▶ Supplied material
::::::::

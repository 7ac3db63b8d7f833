use rnapot::engine::error::EngineError;
use std::path::PathBuf;
use thiserror::Error;

pub type Result<T> = std::result::Result<T, CliError>;

#[derive(Debug, Error)]
pub enum CliError {
    #[error(transparent)]
    RnapotCore(#[from] EngineError),

    #[error("Configuration error: {0}")]
    Config(String),

    #[error("Failed to parse file '{path}': {source}", path = path.display())]
    FileParsing {
        path: PathBuf,
        #[source]
        source: anyhow::Error,
    },

    #[error("I/O error: {0}")]
    Io(#[from] std::io::Error),

    #[error(transparent)]
    Other(#[from] anyhow::Error),
}
use crate::core::io::profile::ProfileStore;
use crate::core::io::scores::{StructureScore, write_scores_to_path};
use crate::core::models::pair::PairCategory;
use crate::core::potential::params::ModelParameters;
use crate::core::potential::profile::ProfileSet;
use crate::engine::config::{MissingProfilePolicy, ScoreConfig};
use crate::engine::corpus::discover_structures;
use crate::engine::error::EngineError;
use crate::engine::progress::{Progress, ProgressReporter};
use crate::engine::tasks;
use crate::engine::tasks::scoring::Scorer;
use std::path::{Path, PathBuf};
use tracing::{debug, info, instrument, warn};

#[derive(Debug, Clone)]
pub struct ScoreResult {
    /// Sorted by structure name.
    pub scores: Vec<StructureScore>,
    pub skipped: Vec<PathBuf>,
    /// Categories without a profile in the profile directory.
    pub missing_categories: Vec<PairCategory>,
}

/// Loads profiles from `config.profile_dir` and scores every structure file in
/// `config.structures_dir`. The table is written to `config.output_path` when one is set.
///
/// Scoring with parameters other than those used for training gives meaningless numbers.
/// When the profile directory carries a manifest, a mismatch is logged but not rejected.
#[instrument(skip_all, name = "scoring_workflow")]
pub fn run(config: &ScoreConfig, reporter: &ProgressReporter) -> Result<ScoreResult, EngineError> {
    let params = &config.parameters;

    if !config.profile_dir.is_dir() {
        return Err(EngineError::MissingInput {
            path: config.profile_dir.clone(),
        });
    }
    let paths = reporter.phase("Discovering structures", || {
        discover_structures(&config.structures_dir, &config.exclude)
    })?;

    let profiles = reporter.phase("Loading profiles", || {
        load_profiles(&config.profile_dir, params, config.missing_profile)
    })?;
    let missing_categories = profiles.missing_categories();

    let scorer = Scorer::new(&profiles, params, config.missing_profile);
    let outcome = reporter.phase("Scoring structures", || {
        tasks::scoring::run(
            &paths,
            &scorer,
            config.keep_going,
            &config.structures_dir,
            reporter,
        )
    })?;

    let mut scores = outcome.scores;
    scores.sort_by(|a, b| a.structure.cmp(&b.structure));

    if let Some(output_path) = &config.output_path {
        write_scores_to_path(output_path, &scores)?;
        reporter.report(Progress::Message(format!(
            "Wrote {} scores to {}",
            scores.len(),
            output_path.display()
        )));
        info!(path = ?output_path, "Score table written.");
    }

    info!(
        scored = scores.len(),
        skipped = outcome.skipped.len(),
        "Scoring complete."
    );

    Ok(ScoreResult {
        scores,
        skipped: outcome.skipped,
        missing_categories,
    })
}

fn load_profiles(
    profile_dir: &Path,
    params: &ModelParameters,
    policy: MissingProfilePolicy,
) -> Result<ProfileSet, EngineError> {
    let store = ProfileStore::new(profile_dir);

    match store.load_manifest()? {
        Some(manifest) if manifest.parameters != *params => {
            warn!(
                trained = ?manifest.parameters,
                scoring = ?params,
                "Profiles were trained with different model parameters."
            );
        }
        Some(manifest) => {
            debug!(
                structures = manifest.training_structures,
                "Profile manifest matches scoring parameters."
            );
        }
        None => debug!("No profile manifest; parameters cannot be cross-checked."),
    }

    let profiles = store.load_all(params.bin_width)?;
    let missing = profiles.missing_categories();
    if !missing.is_empty() {
        let labels: Vec<String> = missing.iter().map(|c| c.label()).collect();
        match policy {
            MissingProfilePolicy::Zero => warn!(
                missing = %labels.join(","),
                "Some pair categories have no profile and will contribute zero."
            ),
            MissingProfilePolicy::Error => warn!(
                missing = %labels.join(","),
                "Some pair categories have no profile; structures containing them will fail."
            ),
        }
    }
    info!(profiles = profiles.len(), "Profiles loaded.");
    Ok(profiles)
}

#[cfg(test)]
mod tests {
    use super::*;
    use crate::core::io::fixtures::write_c3_prime_pdb;
    use crate::core::io::scores::read_scores_from_path;
    use crate::core::potential::profile::PotentialProfile;
    use crate::engine::config::ScoreConfigBuilder;
    use tempfile::{TempDir, tempdir};

    const TOLERANCE: f64 = 1e-9;

    fn params() -> ModelParameters {
        ModelParameters {
            max_distance: 20.0,
            position_skip: 1,
            maximum_score: 10.0,
            bin_width: 1.0,
        }
    }

    /// Profiles where every category scores `k` at bin center `k + 0.5`.
    fn write_ramp_profiles(dir: &Path, categories: &[PairCategory]) {
        let store = ProfileStore::new(dir);
        let ramp = PotentialProfile::new((0..20).map(|k| k as f64).collect(), 1.0);
        for category in categories {
            store.save(*category, &ramp).unwrap();
        }
    }

    fn write_decoys(dir: &Path) {
        write_c3_prime_pdb(
            &dir.join("native.pdb"),
            &[('A', "A", [0.0; 3]), ('A', "U", [0.0, 0.0, 1.5])],
        );
        write_c3_prime_pdb(
            &dir.join("model_b.pdb"),
            &[('A', "A", [0.0; 3]), ('A', "U", [0.0, 0.0, 8.5])],
        );
        write_c3_prime_pdb(
            &dir.join("model_a.pdb"),
            &[('A', "G", [0.0; 3]), ('A', "G", [0.0, 0.0, 3.5])],
        );
    }

    fn setup(categories: &[PairCategory]) -> (TempDir, TempDir) {
        let profiles = tempdir().unwrap();
        write_ramp_profiles(profiles.path(), categories);
        let decoys = tempdir().unwrap();
        write_decoys(decoys.path());
        (profiles, decoys)
    }

    #[test]
    fn run_scores_sorted_by_name_and_writes_csv() {
        let (profiles, decoys) = setup(&PairCategory::ALL);
        let output = decoys.path().join("scores.csv");
        let config = ScoreConfigBuilder::new()
            .profile_dir(profiles.path().to_path_buf())
            .structures_dir(decoys.path().to_path_buf())
            .parameters(params())
            .exclude(["native.pdb"])
            .output_path(output.clone())
            .build()
            .unwrap();

        let result = run(&config, &ProgressReporter::new()).unwrap();

        let names: Vec<&str> = result.scores.iter().map(|s| s.structure.as_str()).collect();
        assert_eq!(names, vec!["model_a.pdb", "model_b.pdb"]);
        assert!((result.scores[0].score - 3.0).abs() < TOLERANCE);
        assert!((result.scores[1].score - 8.0).abs() < TOLERANCE);
        assert!(result.missing_categories.is_empty());
        assert_eq!(read_scores_from_path(&output).unwrap(), result.scores);
    }

    #[test]
    fn missing_profiles_contribute_zero_by_default() {
        let au: PairCategory = "AU".parse().unwrap();
        let (profiles, decoys) = setup(&[au]);
        let config = ScoreConfigBuilder::new()
            .profile_dir(profiles.path().to_path_buf())
            .structures_dir(decoys.path().to_path_buf())
            .parameters(params())
            .build()
            .unwrap();

        let result = run(&config, &ProgressReporter::new()).unwrap();

        assert_eq!(result.scores.len(), 3);
        assert_eq!(result.scores[0].structure, "model_a.pdb");
        assert_eq!(result.scores[0].score, 0.0);
        assert_eq!(result.missing_categories.len(), PairCategory::COUNT - 1);
    }

    #[test]
    fn missing_profiles_fail_in_strict_mode() {
        let au: PairCategory = "AU".parse().unwrap();
        let (profiles, decoys) = setup(&[au]);
        let config = ScoreConfigBuilder::new()
            .profile_dir(profiles.path().to_path_buf())
            .structures_dir(decoys.path().to_path_buf())
            .parameters(params())
            .missing_profile(MissingProfilePolicy::Error)
            .build()
            .unwrap();

        let result = run(&config, &ProgressReporter::new());
        assert!(matches!(result, Err(EngineError::UnprofiledCategory { .. })));
    }

    #[test]
    fn missing_profile_directory_is_missing_input() {
        let decoys = tempdir().unwrap();
        write_decoys(decoys.path());
        let config = ScoreConfigBuilder::new()
            .profile_dir(decoys.path().join("absent"))
            .structures_dir(decoys.path().to_path_buf())
            .parameters(params())
            .build()
            .unwrap();

        let result = run(&config, &ProgressReporter::new());
        assert!(
            matches!(result, Err(EngineError::MissingInput { path }) if path == decoys.path().join("absent"))
        );
    }

    #[test]
    fn profiles_from_a_different_geometry_are_rejected() {
        let (profiles, decoys) = setup(&PairCategory::ALL);
        let config = ScoreConfigBuilder::new()
            .profile_dir(profiles.path().to_path_buf())
            .structures_dir(decoys.path().to_path_buf())
            .parameters(ModelParameters {
                bin_width: 0.5,
                ..params()
            })
            .build()
            .unwrap();

        let result = run(&config, &ProgressReporter::new());
        assert!(matches!(result, Err(EngineError::Profile { .. })));
    }
}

::::::::

▶ What you should do
Each line of the data that holds "collect" should be copied.

▶ Answer
        let labels: Vec<String> = missing.iter().map(|c| c.label()).collect();
        let ramp = PotentialProfile::new((0..20).map(|k| k as f64).collect(), 1.0);
        let names: Vec<&str> = result.scores.iter().map(|s| s.structure.as_str()).collect();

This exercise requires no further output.